Renowned British fantasy writer Alan Moore talked about taking readers to new worlds and the fun of stretching your own imagination. His next book, Illuminations (Bloomsbury, Oct.), is her first collection of short stories. He didn’t claim to be prescient but, he noted, a story, set about ‘the coming of the apocalypse in the town of North Bedford’, was written a year before the pandemic emptied the streets across England.

Moore described the “enormous joy” of polishing each story like a miniature gem after decades of award-winning comics and graphic novels such as Guardianand launches his 1,000 page, 600,000 word bestselling novel Jerusalem in 2016, which took him 10 years to write. “Life is too short” to do that again he joked.

“I’ve always loved the form of short stories. I think it’s the best form for any writer to start and probably end their career,” Moore said. There’s no end in sight for Moore, however, who said he’s embarked on a fantastic new five-book series, Long London (Bloomsbury 2024 version), exploring new techniques and “stretching my imagination”. When this world “gets a little boring”, he said, “it’s always good to have another world at your disposal”.

Author Thomas E. Ricks, an expert in military strategy and history whose 2021 bestseller, Fiasco, reviewed the war in Iraq, said that of his eight books, his favorite is the one that comes out. Waging a Good War: A Military History of the Civil Rights Movement, 1954-1968 (Farrar Straus & Giroux, Oct.) details how the civil rights movement was “extraordinarily well organized in the same way as the successful military”. Ricks cited the key elements: “Recruitment; training; preparation; indoctrination; discipline in the message; discipline in direct action.

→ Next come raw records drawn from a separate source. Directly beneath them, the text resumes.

use serde::{Serialize, Deserialize};

use crate::activation::activation::Activation;
use crate::loss::loss_type::Loss;

/// What a model's output layer means.
///
/// The task fixes the output width, the loss, the default output activation,
/// and how a scalar target maps to and from the raw output vector.
#[derive(Debug, Clone, Copy, PartialEq, Eq, Serialize, Deserialize)]
#[serde(tag = "type", rename_all = "snake_case")]
pub enum Task {
    /// One ReLU output trained with sum-of-squared-error.
    Regression,
    /// One sigmoid output per class trained with cross-entropy; the scalar is
    /// the class index.
    Classifier { classes: usize },
}

impl Task {
    pub fn output_size(&self) -> usize {
        match self {
            Task::Regression => 1,
            Task::Classifier { classes } => *classes,
        }
    }

    pub fn loss(&self) -> Loss {
        match self {
            Task::Regression => Loss::SumSquaredError,
            Task::Classifier { .. } => Loss::CrossEntropy,
        }
    }

    pub fn output_activation(&self) -> Activation {
        match self {
            Task::Regression => Activation::ReLU,
            Task::Classifier { .. } => Activation::Sigmoid,
        }
    }

    /// Collapses a raw output vector into the task's scalar.
    ///
    /// For classifiers this is the index of the first output that strictly
    /// beats every earlier one, starting from a best of `0.0`; an all
    /// non-positive vector therefore maps to class 0.
    /// An empty regression output maps to NaN.
    pub fn raw_to_scalar(&self, raw: &[f64]) -> f64 {
        match self {
            Task::Regression => raw.first().copied().unwrap_or(f64::NAN),
            Task::Classifier { .. } => {
                let mut best = 0.0;
                let mut result = 0;
                for (i, &value) in raw.iter().enumerate() {
                    if value > best {
                        best = value;
                        result = i;
                    }
                }
                result as f64
            }
        }
    }

    /// Expands a scalar target into an output-shaped vector.
    ///
    /// Classifiers one-hot encode `round(value)`; a value that rounds outside
    /// `0..classes` yields all zeros.
    pub fn scalar_to_raw(&self, value: f64) -> Vec<f64> {
        match self {
            Task::Regression => vec![value],
            Task::Classifier { classes } => {
                let hot = value.round();
                (0..*classes)
                    .map(|i| if i as f64 == hot { 1.0 } else { 0.0 })
                    .collect()
            }
        }
    }
}
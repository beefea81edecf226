/// Sum-of-squared-error, one output cell at a time.
pub struct SseLoss;

impl SseLoss {
    /// (p - t)²
    pub fn loss(predicted: f64, target: f64) -> f64 {
        (predicted - target).powi(2)
    }

    /// ∂L/∂p = 2(p - t)
    pub fn derivative(predicted: f64, target: f64) -> f64 {
        2.0 * (predicted - target)
    }
}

Ricks called the book a “tribute” to the movement, from its leaders and strategists to the little-known people who managed the logistics and organization from top to bottom, who slept or prepared meals for walkers or waited outside. exterior of a prison with a rescue car in case a jailer tried to turn over an arrested Freedom Rider to the Ku Klux Klan.

“I would say that every major civil rights campaign exemplifies or demonstrates some sort of military principle or operation,” Ricks said. He concluded: “I found it all inspiring and took away some hope for today.”

Hollywood film and TV star Constance Wu (seen on TV shows Fresh off the boat and movies boobies rich asian and Hustlers) describes his memoirs, Create a scene (Scribner, Oct.), as “an intimate story of growing up”. Writing it “helped me understand myself and heal from some traumatic experiences in ways that I hadn’t really anticipated or explored,” Wu said.

The book includes lighthearted moments, like his first job at a bakery, and sidesteps like his brief stay in a Buddhist monastery. But her book doesn’t shy away from difficulties: what discussions of Asian American representation in the media really look like; the time she was separated from her mother; how she suffered sexual assault and sexual harassment in the workplace; lessons learned after unwittingly provoked a social media crowd in 2019 with ‘controversial tweets’ about Fresh off the boat.

The therapy helped, Wu said. So does an acting rule: “You never want to judge your characters. You want to understand them. Now, Wu said, she’s eager to reach readers who may feel lost in “a millennial malaise.” She will tell them, “You don’t have to be perfect. You can learn a lot by going through the mud, which I have. She concluded, “There is a light on the other side.”